> Your objective:
Word-for-word transcription is needed for all of the entries.

> Records to use:
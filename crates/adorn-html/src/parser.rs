//! HTML5 fragment parsing using html5ever.

use html5ever::tendril::TendrilSink;
use html5ever::{local_name, parse_document, ParseOpts};
use markup5ever_rcdom::{Handle, NodeData, RcDom};

use crate::dom::{Element, Fragment, Node};

/// Document shell the fragment is parsed into. Opening `<body>` explicitly
/// keeps head-only elements such as `<meta>` and `<title>` in place.
const SHELL: &str = "<!DOCTYPE html><html><head></head><body>";

/// Parse an HTML fragment as if it were the contents of `<body>`.
///
/// Never fails: malformed markup is recovered the way browsers do.
pub fn parse_fragment(html: &str) -> Fragment {
    let mut source = String::with_capacity(SHELL.len() + html.len());
    source.push_str(SHELL);
    source.push_str(html);

    let dom: RcDom = parse_document(RcDom::default(), ParseOpts::default()).one(source);

    let nodes = find_body(&dom.document)
        .map(|body| {
            body.children
                .borrow()
                .iter()
                .filter_map(convert_node)
                .collect()
        })
        .unwrap_or_default();

    Fragment::from_nodes(nodes)
}

/// The `<body>` element, depth first.
fn find_body(handle: &Handle) -> Option<Handle> {
    for child in handle.children.borrow().iter() {
        if let NodeData::Element { name, .. } = &child.data {
            if name.local == local_name!("body") {
                return Some(child.clone());
            }
        }
        if let Some(body) = find_body(child) {
            return Some(body);
        }
    }
    None
}

/// Convert an html5ever node into our tree.
fn convert_node(handle: &Handle) -> Option<Node> {
    match &handle.data {
        NodeData::Text { contents } => Some(Node::Text(contents.borrow().to_string())),

        NodeData::Comment { contents } => Some(Node::Comment(contents.to_string())),

        NodeData::Element { name, attrs, .. } => {
            let mut element = Element::new(name.local.to_string());
            for attr in attrs.borrow().iter() {
                let name = match &attr.name.prefix {
                    Some(prefix) => format!("{}:{}", prefix, attr.name.local),
                    None => attr.name.local.to_string(),
                };
                element.attrs.push((name, attr.value.to_string()));
            }
            for child in handle.children.borrow().iter() {
                if let Some(node) = convert_node(child) {
                    element.children.push(node);
                }
            }
            Some(Node::Element(element))
        }

        // Doctypes, processing instructions, and nested documents carry nothing
        // a page body needs.
        NodeData::Document | NodeData::Doctype { .. } | NodeData::ProcessingInstruction { .. } => {
            None
        }
    }
}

> Finished exercise:
filename crates/adorn-html/src/parser.rs
//! HTML5 fragment parsing using html5ever.

use html5ever::tendril::TendrilSink;
use html5ever::{local_name, parse_document, ParseOpts};
use markup5ever_rcdom::{Handle, NodeData, RcDom};

use crate::dom::{Element, Fragment, Node};

/// Document shell the fragment is parsed into. Opening `<body>` explicitly
/// keeps head-only elements such as `<meta>` and `<title>` in place.
const SHELL: &str = "<!DOCTYPE html><html><head></head><body>";

/// Parse an HTML fragment as if it were the contents of `<body>`.
///
/// Never fails: malformed markup is recovered the way browsers do.
pub fn parse_fragment(html: &str) -> Fragment {
    let mut source = String::with_capacity(SHELL.len() + html.len());
    source.push_str(SHELL);
    source.push_str(html);

    let dom: RcDom = parse_document(RcDom::default(), ParseOpts::default()).one(source);

    let nodes = find_body(&dom.document)
        .map(|body| {
            body.children
                .borrow()
                .iter()
                .filter_map(convert_node)
                .collect()
        })
        .unwrap_or_default();

    Fragment::from_nodes(nodes)
}

/// The `<body>` element, depth first.
fn find_body(handle: &Handle) -> Option<Handle> {
    for child in handle.children.borrow().iter() {
        if let NodeData::Element { name, .. } = &child.data {
            if name.local == local_name!("body") {
                return Some(child.clone());
            }
        }
        if let Some(body) = find_body(child) {
            return Some(body);
        }
    }
    None
}

/// Convert an html5ever node into our tree.
fn convert_node(handle: &Handle) -> Option<Node> {
    match &handle.data {
        NodeData::Text { contents } => Some(Node::Text(contents.borrow().to_string())),

        NodeData::Comment { contents } => Some(Node::Comment(contents.to_string())),

        NodeData::Element { name, attrs, .. } => {
            let mut element = Element::new(name.local.to_string());
            for attr in attrs.borrow().iter() {
                let name = match &attr.name.prefix {
                    Some(prefix) => format!("{}:{}", prefix, attr.name.local),
                    None => attr.name.local.to_string(),
                };
                element.attrs.push((name, attr.value.to_string()));
            }
            for child in handle.children.borrow().iter() {
                if let Some(node) = convert_node(child) {
                    element.children.push(node);
                }
            }
            Some(Node::Element(element))
        }

        // Doctypes, processing instructions, and nested documents carry nothing
        // a page body needs.
        NodeData::Document | NodeData::Doctype { .. } | NodeData::ProcessingInstruction { .. } => {
            None
        }
    }
}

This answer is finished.